Po latach afer i wewnętrznych niesnasek jest wreszcie dobrze. Jeszcze lepiej jest na parkiecie i pod siatką. Polskie siatkarki są siódmą drużyną świata! Mało tego, potrafią pokonać mistrzynie olimpijskie i zagrać równorzędny mecz z mistrzyniami świata. Awans do najlepszej ósemki turnieju też jest pierwszym takim sukcesem od sześćdziesięciu lat. Gdyby ktokolwiek przedstawił taki scenariusz jeszcze przed rozpoczęciem sezonu, zapewne niewielu kibiców by w to uwierzyło.
Łzy smutku przeplatane uśmiechami - tak wyglądały wczoraj polskie siatkarki po meczu z Serbkami, gdy w tzw. strefie mieszanej rozmawiały z dziennikarzami. Biało-czerwone były o dwie piłki od pokonania mistrzyń świata i awansu do półfinału mistrzostw. Trudno dziwić się tym łzom, bo było rzeczywiście niesamowicie blisko.
Pokazałyśmy, że wszystko jest możliwe, że jesteśmy silnym zespołem. Jeszcze parę miesięcy temu taki wynik był dla nas niemożliwy do odrobienia. Uważam, że bardzo wysoko zawiesiłyśmy poprzeczkę rywalkom, to nie był dla nich łatwy mecz. Takie spotkanie bardzo boli, bo wynik był minimalny. Jestem pewna, że to początek czegoś dużego - podsumowała nasza przyjmująca Zuzanna Górecka.
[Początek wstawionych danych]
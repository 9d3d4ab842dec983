//! Bounded worker pool with cooperative cancellation.
//!
//! A fixed number of tokio workers consume one FIFO queue. Each task gets a
//! [`CancellationToken`] at submission; runners poll it between units of
//! work. The orchestrator owns every [`PipelineTask`] snapshot and is the
//! only writer of task status. Snapshots of finished tasks are kept in a
//! bounded LRU so a long-lived pool does not grow without limit.

use std::collections::HashMap;
use std::num::NonZeroUsize;
use std::sync::atomic::{AtomicBool, AtomicUsize, Ordering};
use std::sync::Arc;
use std::time::Instant;

use chrono::Utc;
use lru::LruCache;
use serde::Serialize;
use tokio::sync::{broadcast, mpsc, Mutex, RwLock};
use tokio::task::JoinHandle;
use tokio_util::sync::CancellationToken;
use tracing::{debug, error, info, warn};
use uuid::Uuid;

use lectern_core::{
    defaults, Error, NoOpNotifier, PipelineTask, Result, StageSet, TaskNotifier, TaskStatus,
};

use crate::handler::{TaskContext, TaskOutcome, TaskRunner};

/// Error text recorded on cancelled tasks.
pub const CANCELLED_MESSAGE: &str = "task cancelled";

/// Configuration for the orchestrator.
#[derive(Debug, Clone)]
pub struct OrchestratorConfig {
    /// Number of persistent workers (at least 1).
    pub workers: usize,
    /// Capacity of the broadcast event channel.
    pub event_capacity: usize,
    /// Finished task snapshots kept for [`Orchestrator::task`].
    pub finished_retention: usize,
}

impl Default for OrchestratorConfig {
    fn default() -> Self {
        Self {
            workers: defaults::POOL_WORKERS,
            event_capacity: defaults::EVENT_CHANNEL_CAPACITY,
            finished_retention: defaults::FINISHED_TASK_RETENTION,
        }
    }
}

impl OrchestratorConfig {
    /// Create config from environment variables (with defaults).
    ///
    /// | Variable | Default | Description |
    /// |----------|---------|-------------|
    /// | `LECTERN_POOL_WORKERS` | `2` | Concurrent pipeline tasks |
    /// | `LECTERN_FINISHED_TASK_RETENTION` | `512` | Finished snapshots kept |
    pub fn from_env() -> Self {
        let parse = |name: &str| std::env::var(name).ok().and_then(|v| v.parse::<usize>().ok());
        Self::default()
            .with_workers(parse(defaults::ENV_POOL_WORKERS).unwrap_or(defaults::POOL_WORKERS))
            .with_finished_retention(
                parse(defaults::ENV_FINISHED_TASK_RETENTION)
                    .unwrap_or(defaults::FINISHED_TASK_RETENTION),
            )
    }

    pub fn with_workers(mut self, workers: usize) -> Self {
        self.workers = workers.max(1);
        self
    }

    pub fn with_event_capacity(mut self, capacity: usize) -> Self {
        self.event_capacity = capacity.max(1);
        self
    }

    pub fn with_finished_retention(mut self, retention: usize) -> Self {
        self.finished_retention = retention.max(1);
        self
    }
}

/// Event emitted by the orchestrator.
#[derive(Debug, Clone, PartialEq)]
pub enum OrchestratorEvent {
    TaskQueued { task_id: Uuid, subject_id: Uuid },
    TaskStarted { task_id: Uuid, worker: usize },
    TaskProgress { task_id: Uuid, progress: f64 },
    TaskFinished {
        task_id: Uuid,
        status: TaskStatus,
        error: Option<String>,
    },
    WorkerStarted { worker: usize },
    WorkerStopped { worker: usize },
}

/// Point-in-time view of the pool.
#[derive(Debug, Clone, Copy, PartialEq, Eq, Serialize)]
pub struct PoolStatus {
    pub active: usize,
    pub pending: usize,
    pub capacity: usize,
}

struct QueuedTask {
    task_id: Uuid,
    cancel: CancellationToken,
}

/// Registration of a task a worker is executing.
struct ActiveTask {
    subject_id: Uuid,
    cancel: CancellationToken,
    started: Instant,
}

/// State shared between the handle and every worker.
struct Shared {
    runner: Arc<dyn TaskRunner>,
    notifier: Arc<dyn TaskNotifier>,
    /// Queued and running tasks.
    tasks: RwLock<HashMap<Uuid, PipelineTask>>,
    finished: Mutex<LruCache<Uuid, PipelineTask>>,
    active: RwLock<HashMap<Uuid, ActiveTask>>,
    pending: AtomicUsize,
    shutting_down: AtomicBool,
    event_tx: broadcast::Sender<OrchestratorEvent>,
}

/// Builder for an [`Orchestrator`].
pub struct OrchestratorBuilder {
    runner: Arc<dyn TaskRunner>,
    notifier: Arc<dyn TaskNotifier>,
    config: OrchestratorConfig,
}

impl OrchestratorBuilder {
    pub fn new(runner: Arc<dyn TaskRunner>) -> Self {
        Self {
            runner,
            notifier: Arc::new(NoOpNotifier),
            config: OrchestratorConfig::default(),
        }
    }

    pub fn with_config(mut self, config: OrchestratorConfig) -> Self {
        self.config = config;
        self
    }

    pub fn with_notifier(mut self, notifier: Arc<dyn TaskNotifier>) -> Self {
        self.notifier = notifier;
        self
    }

    /// Spawn the workers. Must be called inside a tokio runtime.
    pub fn start(self) -> Orchestrator {
        Orchestrator::start(self.runner, self.notifier, self.config)
    }
}

/// Handle to a running worker pool.
pub struct Orchestrator {
    shared: Arc<Shared>,
    queue_tx: RwLock<Option<mpsc::UnboundedSender<QueuedTask>>>,
    workers: Mutex<Vec<JoinHandle<()>>>,
    capacity: usize,
}

impl Orchestrator {
    pub fn builder(runner: Arc<dyn TaskRunner>) -> OrchestratorBuilder {
        OrchestratorBuilder::new(runner)
    }

    fn start(
        runner: Arc<dyn TaskRunner>,
        notifier: Arc<dyn TaskNotifier>,
        config: OrchestratorConfig,
    ) -> Self {
        let capacity = config.workers.max(1);
        let (event_tx, _) = broadcast::channel(config.event_capacity.max(1));
        let (queue_tx, queue_rx) = mpsc::unbounded_channel();
        let queue_rx = Arc::new(Mutex::new(queue_rx));
        let retention =
            NonZeroUsize::new(config.finished_retention).unwrap_or(NonZeroUsize::MIN);

        let shared = Arc::new(Shared {
            runner,
            notifier,
            tasks: RwLock::new(HashMap::new()),
            finished: Mutex::new(LruCache::new(retention)),
            active: RwLock::new(HashMap::new()),
            pending: AtomicUsize::new(0),
            shutting_down: AtomicBool::new(false),
            event_tx,
        });

        let workers = (0..capacity)
            .map(|worker| {
                let shared = shared.clone();
                let queue_rx = queue_rx.clone();
                tokio::spawn(async move { shared.worker_loop(worker, queue_rx).await })
            })
            .collect();

        info!(
            subsystem = "jobs",
            component = "orchestrator",
            capacity,
            "Task orchestrator started"
        );

        Self {
            shared,
            queue_tx: RwLock::new(Some(queue_tx)),
            workers: Mutex::new(workers),
            capacity,
        }
    }

    /// Queue a task. Returns its id and the token that cancels it.
    ///
    /// Never waits for a free worker. Fails only after [`Orchestrator::shutdown`].
    pub async fn submit(
        &self,
        subject_id: Uuid,
        stages: StageSet,
        preview: bool,
    ) -> Result<(Uuid, CancellationToken)> {
        let queue = self.queue_tx.read().await;
        let Some(tx) = queue.as_ref() else {
            return Err(Error::Orchestrator(
                "orchestrator is shut down".to_string(),
            ));
        };

        let task = PipelineTask::new(subject_id, stages, preview);
        let task_id = task.id;
        let cancel = CancellationToken::new();

        self.shared.tasks.write().await.insert(task_id, task);
        self.shared.pending.fetch_add(1, Ordering::SeqCst);

        if tx
            .send(QueuedTask {
                task_id,
                cancel: cancel.clone(),
            })
            .is_err()
        {
            self.shared.pending.fetch_sub(1, Ordering::SeqCst);
            self.shared.tasks.write().await.remove(&task_id);
            return Err(Error::Orchestrator("task queue closed".to_string()));
        }

        debug!(
            subsystem = "jobs",
            component = "orchestrator",
            task_id = %task_id,
            subject_id = %subject_id,
            stages = %stages,
            preview,
            "Task queued"
        );
        let _ = self
            .shared
            .event_tx
            .send(OrchestratorEvent::TaskQueued { task_id, subject_id });

        Ok((task_id, cancel))
    }

    /// Cancel an active task. Returns false when the task is not running.
    pub async fn cancel(&self, task_id: Uuid) -> bool {
        let active = self.shared.active.read().await;
        match active.get(&task_id) {
            Some(entry) => {
                entry.cancel.cancel();
                info!(
                    subsystem = "jobs",
                    component = "orchestrator",
                    task_id = %task_id,
                    subject_id = %entry.subject_id,
                    running_ms = entry.started.elapsed().as_millis() as u64,
                    "Cancellation requested"
                );
                true
            }
            None => false,
        }
    }

    pub async fn status(&self) -> PoolStatus {
        PoolStatus {
            active: self.shared.active.read().await.len(),
            pending: self.shared.pending.load(Ordering::SeqCst),
            capacity: self.capacity,
        }
    }

    /// Snapshot of a queued, running, or recently finished task.
    pub async fn task(&self, task_id: Uuid) -> Option<PipelineTask> {
        if let Some(task) = self.shared.tasks.read().await.get(&task_id) {
            return Some(task.clone());
        }
        self.shared.finished.lock().await.peek(&task_id).cloned()
    }

    /// Number of task snapshots held, live and finished.
    pub async fn retained_tasks(&self) -> usize {
        self.shared.tasks.read().await.len() + self.shared.finished.lock().await.len()
    }

    /// Subscribe to orchestrator events.
    pub fn events(&self) -> broadcast::Receiver<OrchestratorEvent> {
        self.shared.event_tx.subscribe()
    }

    /// Stop accepting work, cancel queued and active tasks, and wait for
    /// every worker to exit. Idempotent.
    pub async fn shutdown(&self) {
        self.shared.shutting_down.store(true, Ordering::SeqCst);
        // Dropping the only sender lets workers drain the queue and exit.
        self.queue_tx.write().await.take();

        for entry in self.shared.active.read().await.values() {
            entry.cancel.cancel();
        }

        let handles: Vec<JoinHandle<()>> = self.workers.lock().await.drain(..).collect();
        for result in futures::future::join_all(handles).await {
            if let Err(e) = result {
                error!(subsystem = "jobs", component = "orchestrator", error = ?e, "Worker task failed");
            }
        }
        info!(subsystem = "jobs", component = "orchestrator", "Task orchestrator stopped");
    }
}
Jednak po kilku dniach, gdy emocje opadną, zapewne każdy (również same zawodniczki) doceni to, co wydarzyło się w tym sezonie. A wydarzyło się sporo...
Doszło do zmian w składzie reprezentacji. Z różnych powodów zabrakło m.in. Malwiny Smarzek czy Martyny Grajber. Do zespołu wróciła jedna z najlepszych rozgrywających na świecie Joanna Wołosz. Ciężar gry wzięła na siebie młoda atakująca Magdalena Stysiak. Pewnym punktem zespołu była libero Maria Stenzel.
To był niesamowity turniej w naszym wykonaniu, ale my chciałyśmy więcej. Serbki były w naszym zasięgu - mówi nasza libero.
Na zagrywce formą i techniką imponowała Zuzanna Górecka. Do tego dochodzi forma Olivii Różański i niesamowita czujność na siatce naszych środkowych. Można powiedzieć, że trener Stefano Lavarini poukładał ten zespół. Ale poukładało się także między dziewczynami.
Po latach różnego rodzaju niesnasek i nie do końca jasnych dla kibiców afer, udało się poukładać ten zespół na nowo. Każda z zawodniczek podkreśla, że w zespole panuje świetna atmosfera. To z pozoru wyświechtane stwierdzenie jest w tym przypadku niezwykle prawdziwe. Widać wreszcie, że tym dziewczynom siatkówka sprawia radość. Nie ma między nimi niesnasek, zatargów, zawiści i chęci zrobienia na złość. A to przekłada się na wydarzenia na parkiecie.
Chyba pierwszy raz od wielu lat jest tak, że każda z nas myśli o tym, jak fajnie będzie przyjechać na kadrę za rok. Chcemy piąć się w górę. Chyba ekstra, prawda? - pyta retorycznie rozgrywająca reprezentacji Joanna Wołosz.
Te słowa można odebrać jako dobrą wróżbę przed nadchodzącymi dwoma kolejnymi sezonami. Celem dla tej reprezentacji i trenera Stefano Lavariniego jest dobra gra i niezły wynik na igrzyskach olimpijskich w Paryżu. Mistrzostwa świata pokazały, że dla tej reprezentacji nie ma limitu.